▶ What the exercise asks
Using the listing below, determine the count of lines with the word "synchronously" and reply only with it.

──────

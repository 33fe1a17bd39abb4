use crate::config::ConfigError;
use crate::crm::CrmError;
use crate::telemetry::TelemetryError;
use std::fmt;

#[derive(Debug)]
pub enum AppError {
    Config(ConfigError),
    Telemetry(TelemetryError),
    Io(std::io::Error),
    Server(axum::Error),
    Crm(CrmError),
}

impl fmt::Display for AppError {
    fn fmt(&self, f: &mut fmt::Formatter<'_>) -> fmt::Result {
        match self {
            AppError::Config(err) => write!(f, "configuration error: {}", err),
            AppError::Telemetry(err) => write!(f, "telemetry error: {}", err),
            AppError::Io(err) => write!(f, "io error: {}", err),
            AppError::Server(err) => write!(f, "server error: {}", err),
            AppError::Crm(err) => write!(f, "crm error: {}", err),
        }
    }
}

impl std::error::Error for AppError {
    fn source(&self) -> Option<&(dyn std::error::Error + 'static)> {
        match self {
            AppError::Config(err) => Some(err),
            AppError::Telemetry(err) => Some(err),
            AppError::Io(err) => Some(err),
            AppError::Server(err) => Some(err),
            AppError::Crm(err) => Some(err),
        }
    }
}

impl From<ConfigError> for AppError {
    fn from(value: ConfigError) -> Self {
        Self::Config(value)
    }
}

impl From<TelemetryError> for AppError {
    fn from(value: TelemetryError) -> Self {
        Self::Telemetry(value)
    }
}

impl From<std::io::Error> for AppError {
    fn from(value: std::io::Error) -> Self {
        Self::Io(value)
    }
}

impl From<axum::Error> for AppError {
    fn from(value: axum::Error) -> Self {
        Self::Server(value)
    }
}

impl From<CrmError> for AppError {
    fn from(value: CrmError) -> Self {
        Self::Crm(value)
    }
}
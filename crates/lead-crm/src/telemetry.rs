use crate::config::TelemetryConfig;
use std::fmt;
use tracing_subscriber::filter::ParseError;
use tracing_subscriber::EnvFilter;

#[derive(Debug)]
pub enum TelemetryError {
    EnvFilter { value: String, source: ParseError },
    Subscriber(Box<dyn std::error::Error + Send + Sync>),
}

impl fmt::Display for TelemetryError {
    fn fmt(&self, f: &mut fmt::Formatter<'_>) -> fmt::Result {
        match self {
            TelemetryError::EnvFilter { value, .. } => {
                write!(
                    f,
                    "invalid log level/filter '{}': unable to build EnvFilter",
                    value
                )
            }
            TelemetryError::Subscriber(err) => write!(f, "telemetry error: {err}"),
        }
    }
}

impl std::error::Error for TelemetryError {
    fn source(&self) -> Option<&(dyn std::error::Error + 'static)> {
        match self {
            TelemetryError::EnvFilter { source, .. } => Some(source),
            TelemetryError::Subscriber(err) => Some(&**err),
        }
    }
}

/// Build the filter from `RUST_LOG`, falling back to the configured level.
pub fn env_filter(config: &TelemetryConfig) -> Result<EnvFilter, TelemetryError> {
    match EnvFilter::try_from_default_env() {
        Ok(filter) => Ok(filter),
        Err(_) => {
            EnvFilter::try_new(&config.log_level).map_err(|source| TelemetryError::EnvFilter {
                value: config.log_level.clone(),
                source,
            })
        }
    }
}

pub fn init(config: &TelemetryConfig) -> Result<(), TelemetryError> {
    let env_filter = env_filter(config)?;

    tracing_subscriber::fmt()
        .with_env_filter(env_filter)
        .with_target(false)
        .compact()
        .with_ansi(false)
        .try_init()
        .map_err(TelemetryError::Subscriber)
}
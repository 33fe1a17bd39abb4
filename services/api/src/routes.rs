use crate::infra::AppState;
use axum::http::{header, StatusCode};
use axum::response::IntoResponse;
use axum::Extension;
use axum::Json;
use lead_crm::crm::{crm_router, CrmRepository, CrmService};
use serde_json::json;
use std::sync::Arc;

pub(crate) fn with_crm_routes<R>(service: Arc<CrmService<R>>) -> axum::Router
where
    R: CrmRepository + 'static,
{
    crm_router(service)
        .route("/health", axum::routing::get(healthcheck))
        .route("/ready", axum::routing::get(readiness_endpoint))
        .route("/metrics", axum::routing::get(metrics_endpoint))
}

pub(crate) async fn healthcheck() -> Json<serde_json::Value> {
    Json(json!({ "status": "ok" }))
}

pub(crate) async fn readiness_endpoint(Extension(state): Extension<AppState>) -> impl IntoResponse {
    let ready = state.readiness.load(std::sync::atomic::Ordering::Relaxed);
    let status = if ready {
        StatusCode::OK
    } else {
        StatusCode::SERVICE_UNAVAILABLE
    };

    let payload = if ready {
        json!({ "status": "ready" })
    } else {
        json!({ "status": "initializing" })
    };

    (status, Json(payload))
}

pub(crate) async fn metrics_endpoint(Extension(state): Extension<AppState>) -> impl IntoResponse {
    (
        StatusCode::OK,
        [(header::CONTENT_TYPE, "text/plain; version=0.0.4")],
        state.metrics.render(),
    )
}
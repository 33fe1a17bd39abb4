use crate::infra::{in_memory_crm, InMemoryCrm};
use chrono::{Duration, Local, NaiveDate};
use clap::Args;
use lead_crm::config::CrmConfig;
use lead_crm::crm::{
    Actor, Enrollment, EnrollmentPatch, Lead, LeadLog, LeadPatch, LeadProfile, LeadSource,
    LeadStatus, NewLead, NewUser, Role,
};
use lead_crm::error::AppError;
use serde::Serialize;

#[derive(Args, Debug, Default)]
pub(crate) struct DemoArgs {
    /// Reference date for scheduled calls (YYYY-MM-DD). Defaults to today.
    #[arg(long, value_parser = crate::infra::parse_date)]
    pub(crate) today: Option<NaiveDate>,
    /// Print the final lead, enrollment and audit trail as JSON.
    #[arg(long)]
    pub(crate) json: bool,
}

#[derive(Debug, Serialize)]
struct DemoSummary {
    lead: Lead,
    enrollment: Option<Enrollment>,
    trail: Vec<LeadLog>,
}

pub(crate) fn run_demo(args: DemoArgs) -> Result<(), AppError> {
    let today = args.today.unwrap_or_else(|| Local::now().date_naive());
    let (crm, superadmin) = in_memory_crm(&CrmConfig {
        bootstrap_superadmin: "demo-superadmin".to_string(),
    })?;
    let (admin, rep) = seed_team(&crm, &superadmin)?;

    let course = crm.courses().create("Python for Young Coders", &admin)?;

    println!("Lead lifecycle demo ({today})");
    let lead = crm.leads().create(
        NewLead {
            profile: LeadProfile {
                parents_name: "Meera Shah".to_string(),
                student_name: "Arjun Shah".to_string(),
                email: Some("meera.shah@example.com".to_string()),
                phone_number: "07700 900123".to_string(),
                grade: "7".to_string(),
                source: Some(LeadSource::Website),
                ..LeadProfile::default()
            },
            next_call: Some(today + Duration::days(1)),
            ..NewLead::default()
        },
        &rep,
    )?;
    println!("- Created lead {} with status {}", lead.id, lead.status);

    crm.leads()
        .update(lead.id, LeadPatch::status(LeadStatus::Lost), &rep)?;
    println!(
        "- Marked lost; trash now holds {} lead(s)",
        crm.trash().list()?.len()
    );

    crm.trash().update(
        lead.id,
        LeadPatch {
            status: Some(LeadStatus::Interested),
            last_call: Some(Some(today)),
            next_call: Some(Some(today + Duration::days(3))),
            remarks: Some("Parent called back asking about weekend batches".to_string()),
            ..LeadPatch::default()
        },
        &rep,
    )?;
    println!("- Restored from trash as Interested");

    let lead = crm.leads().update(
        lead.id,
        LeadPatch {
            status: Some(LeadStatus::Converted),
            course: Some(Some(course.id)),
            ..LeadPatch::default()
        },
        &rep,
    )?;
    println!("- Converted into {}", course.course_name);

    let enrollment = match crm.enrollments().for_lead(lead.id)? {
        Some(enrollment) => Some(crm.enrollments().update(
            enrollment.id,
            EnrollmentPatch {
                total_payment: Some(Some(45_000)),
                first_installment: Some(Some(15_000)),
                last_pay_date: Some(Some(today)),
                ..EnrollmentPatch::default()
            },
            &admin,
        )?),
        None => None,
    };
    if let Some(enrollment) = &enrollment {
        println!(
            "- Enrollment {} recorded first installment of {} (minor units)",
            enrollment.id,
            enrollment.first_installment.unwrap_or_default()
        );
    }

    let trail = crm.audit().list_for_lead(lead.id)?;
    if args.json {
        let summary = DemoSummary {
            lead,
            enrollment,
            trail,
        };
        match serde_json::to_string_pretty(&summary) {
            Ok(json) => println!("{json}"),
            Err(err) => println!("Summary payload unavailable: {err}"),
        }
        return Ok(());
    }

    println!("\nAudit trail");
    for log in &trail {
        let change = match (&log.old_value, &log.new_value) {
            (Some(old), Some(new)) => format!(" [{old} -> {new}]"),
            (None, Some(new)) => format!(" [{new}]"),
            _ => String::new(),
        };
        println!(
            "- {} | {}: {}{}",
            log.timestamp.format("%H:%M:%S%.3f"),
            log.action.label(),
            log.description,
            change
        );
    }

    Ok(())
}

fn seed_team(crm: &InMemoryCrm, superadmin: &Actor) -> Result<(Actor, Actor), AppError> {
    let admin = crm.users().create(
        NewUser {
            username: "asha".to_string(),
            email: Some("asha@example.com".to_string()),
            role: Role::Admin,
        },
        superadmin,
    )?;
    let rep = crm.users().create(
        NewUser {
            username: "ravi".to_string(),
            email: None,
            role: Role::SalesRep,
        },
        &admin.actor(),
    )?;
    Ok((admin.actor(), rep.actor()))
}
pub mod config;
pub mod crm;
pub mod error;
pub mod telemetry;
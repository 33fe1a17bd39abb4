use std::borrow::Cow;

use super::repository::RepositoryError;

/// Failure surfaced by the lead pipeline components.
#[derive(Debug, thiserror::Error)]
pub enum CrmError {
    #[error("{entity} {id} not found")]
    NotFound { entity: &'static str, id: u64 },
    #[error("invalid {field}: {message}")]
    Validation {
        field: Cow<'static, str>,
        message: String,
    },
    #[error("permission denied: {0}")]
    PermissionDenied(String),
    #[error("authentication required")]
    Unauthenticated,
    #[error(transparent)]
    Repository(#[from] RepositoryError),
}

impl CrmError {
    pub fn not_found(entity: &'static str, id: u64) -> Self {
        Self::NotFound { entity, id }
    }

    pub fn validation(field: impl Into<Cow<'static, str>>, message: impl Into<String>) -> Self {
        Self::Validation {
            field: field.into(),
            message: message.into(),
        }
    }
}
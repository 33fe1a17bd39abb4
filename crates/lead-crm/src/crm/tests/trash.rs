use super::common::*;

use crate::crm::audit::LeadAction;
use crate::crm::domain::{LeadPatch, LeadStatus};
use crate::crm::error::CrmError;
use crate::crm::trash::TrashManager;
use crate::crm::InMemoryCrmRepository;

#[test]
fn trash_lists_only_lost_and_junk() {
    let fixture = fixture();
    let rep = fixture.sales_rep();
    let lost = fixture.lead(LeadStatus::Lost, &rep);
    let junk = fixture.lead(LeadStatus::Junk, &rep);
    fixture.lead(LeadStatus::Open, &rep);
    fixture.lead(LeadStatus::Converted, &rep);

    let trashed = fixture.service.trash().list().expect("trash listed");

    let ids: Vec<_> = trashed.iter().map(|lead| lead.id).collect();
    assert_eq!(ids, vec![lost.id, junk.id]);
}

#[test]
fn converting_from_trash_is_rejected_without_side_effects() {
    let fixture = fixture();
    let rep = fixture.sales_rep();
    let lead = fixture.lead(LeadStatus::Lost, &rep);

    match fixture
        .service
        .trash()
        .update(lead.id, LeadPatch::status(LeadStatus::Converted), &rep)
    {
        Err(CrmError::Validation { field, .. }) => assert_eq!(field, "status"),
        other => panic!("expected validation error, got {other:?}"),
    }

    assert_eq!(
        fixture.service.leads().get(lead.id).expect("lead").status,
        LeadStatus::Lost
    );
    assert!(fixture.logs_after_create(lead.id).is_empty());
    assert!(fixture.enrollments_for(lead.id).is_empty());
}

#[test]
fn restoring_from_trash_logs_status_change_and_restore() {
    let fixture = fixture();
    let rep = fixture.sales_rep();
    let lead = fixture.lead(LeadStatus::Junk, &rep);

    let restored = fixture
        .service
        .trash()
        .update(lead.id, LeadPatch::status(LeadStatus::Followup), &rep)
        .expect("restore succeeds");

    assert_eq!(restored.status, LeadStatus::Followup);
    let logs = fixture.logs_after_create(lead.id);
    assert_eq!(
        actions(&logs),
        vec![LeadAction::StatusChanged, LeadAction::Restored]
    );
    let restore = &logs[1];
    assert_eq!(restore.old_value.as_deref(), Some("Junk"));
    assert_eq!(restore.new_value.as_deref(), Some("Followup"));
    assert_eq!(restore.changed_by, Some(rep.id));
    assert!(fixture.service.trash().list().expect("trash").is_empty());
}

#[test]
fn remarks_edit_keeps_lead_in_trash() {
    let fixture = fixture();
    let rep = fixture.sales_rep();
    let lead = fixture.lead(LeadStatus::Lost, &rep);

    let updated = fixture
        .service
        .trash()
        .update(
            lead.id,
            LeadPatch {
                remarks: Some("number disconnected".to_string()),
                ..LeadPatch::default()
            },
            &rep,
        )
        .expect("update succeeds");

    assert!(updated.in_trash());
    assert_eq!(
        actions(&fixture.logs_after_create(lead.id)),
        vec![LeadAction::RemarksUpdated]
    );
}

#[test]
fn trash_view_hides_active_leads() {
    let fixture = fixture();
    let rep = fixture.sales_rep();
    let lead = fixture.lead(LeadStatus::Open, &rep);

    assert!(matches!(
        fixture.service.trash().get(lead.id),
        Err(CrmError::NotFound { entity: "trashed lead", .. })
    ));
    assert!(matches!(
        fixture
            .service
            .trash()
            .update(lead.id, LeadPatch::status(LeadStatus::Junk), &rep),
        Err(CrmError::NotFound { .. })
    ));
    assert!(fixture.logs_after_create(lead.id).is_empty());
}

#[test]
fn status_choices_exclude_conversion() {
    let choices = TrashManager::<InMemoryCrmRepository>::status_choices();

    assert_eq!(choices.len(), LeadStatus::ALL.len() - 1);
    assert!(!choices.contains(&LeadStatus::Converted));
    assert!(choices.contains(&LeadStatus::Lost));
}

#[test]
fn lead_restored_concurrently_is_no_longer_editable_from_trash() {
    let fixture = fixture_with(ScriptedRepository::concurrent_edit(LeadStatus::Followup));
    let rep = fixture.sales_rep();
    let lead = fixture.lead(LeadStatus::Lost, &rep);

    let result = fixture.service.trash().update(
        lead.id,
        LeadPatch {
            remarks: Some("number disconnected".to_string()),
            ..LeadPatch::default()
        },
        &rep,
    );

    assert!(matches!(
        result,
        Err(CrmError::NotFound { entity: "trashed lead", .. })
    ));
    let stored = fixture.service.leads().get(lead.id).expect("lead");
    assert_eq!(stored.status, LeadStatus::Followup);
    assert_eq!(stored.remarks, "");
    assert!(fixture.logs_after_create(lead.id).is_empty());
}
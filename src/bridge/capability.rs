//! # Native capability boundary.
//!
//! A [`Capability`] is the opaque host object exposing notification
//! operations. Every method uses the `(...args, callback)` convention: the
//! host calls [`Callback`] with one or more positional arguments whenever it
//! has a reply, synchronously or later, from any thread.
//!
//! ## Rules
//! - `invoke` returning `Err` means the host threw synchronously.
//! - Request/response methods settle on the first callback invocation.
//! - `startObservingEvents` keeps its callback and invokes it once per event.
//! - Dropping every clone of a request callback without calling it settles
//!   the call as a native failure.

use std::fmt;
use std::sync::Arc;

use crate::value::NativeValue;

pub(crate) const GET_PERMISSIONS: &str = "getPermissions";
pub(crate) const REQUEST_PERMISSIONS: &str = "requestPermissions";
pub(crate) const GET_PUSH_TOKEN: &str = "getPushToken";
pub(crate) const SCHEDULE_NOTIFICATION: &str = "scheduleNotification";
pub(crate) const CANCEL_SCHEDULED: &str = "cancelScheduledNotification";
pub(crate) const CANCEL_ALL_SCHEDULED: &str = "cancelAllScheduledNotifications";
pub(crate) const GET_LAST_RESPONSE: &str = "getLastNotificationResponse";
pub(crate) const START_OBSERVING: &str = "startObservingEvents";
pub(crate) const STOP_OBSERVING: &str = "stopObservingEvents";

/// Shared handle to a host-registered capability object.
///
/// Looked up fresh for every operation; never cached beyond one call.
pub type CapabilityHandle = Arc<dyn Capability>;

/// Host-registered notifications module.
pub trait Capability: Send + Sync + 'static {
    /// Constructor-like name used in diagnostics.
    fn type_name(&self) -> &str {
        "Capability"
    }

    /// Whether the object exposes a callable method named `method`.
    fn has_method(&self, method: &str) -> bool;

    /// Calls `method` with positional `args`; the reply arrives through `callback`.
    fn invoke(&self, method: &str, args: Vec<NativeValue>, callback: Callback) -> Result<(), String>;
}

/// Reply channel handed to the host with every call.
///
/// Cheap to clone; all clones feed the same receiver.
#[derive(Clone)]
pub struct Callback {
    inner: Arc<dyn Fn(Vec<NativeValue>) + Send + Sync>,
}

impl Callback {
    pub fn new(f: impl Fn(Vec<NativeValue>) + Send + Sync + 'static) -> Self {
        Self { inner: Arc::new(f) }
    }

    /// Delivers the full positional argument list.
    pub fn invoke(&self, args: Vec<NativeValue>) {
        (self.inner)(args);
    }

    /// Delivers a single argument.
    pub fn reply(&self, value: NativeValue) {
        self.invoke(vec![value]);
    }
}

impl fmt::Debug for Callback {
    fn fmt(&self, f: &mut fmt::Formatter<'_>) -> fmt::Result {
        f.write_str("Callback")
    }
}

──────

▶ Written reply
2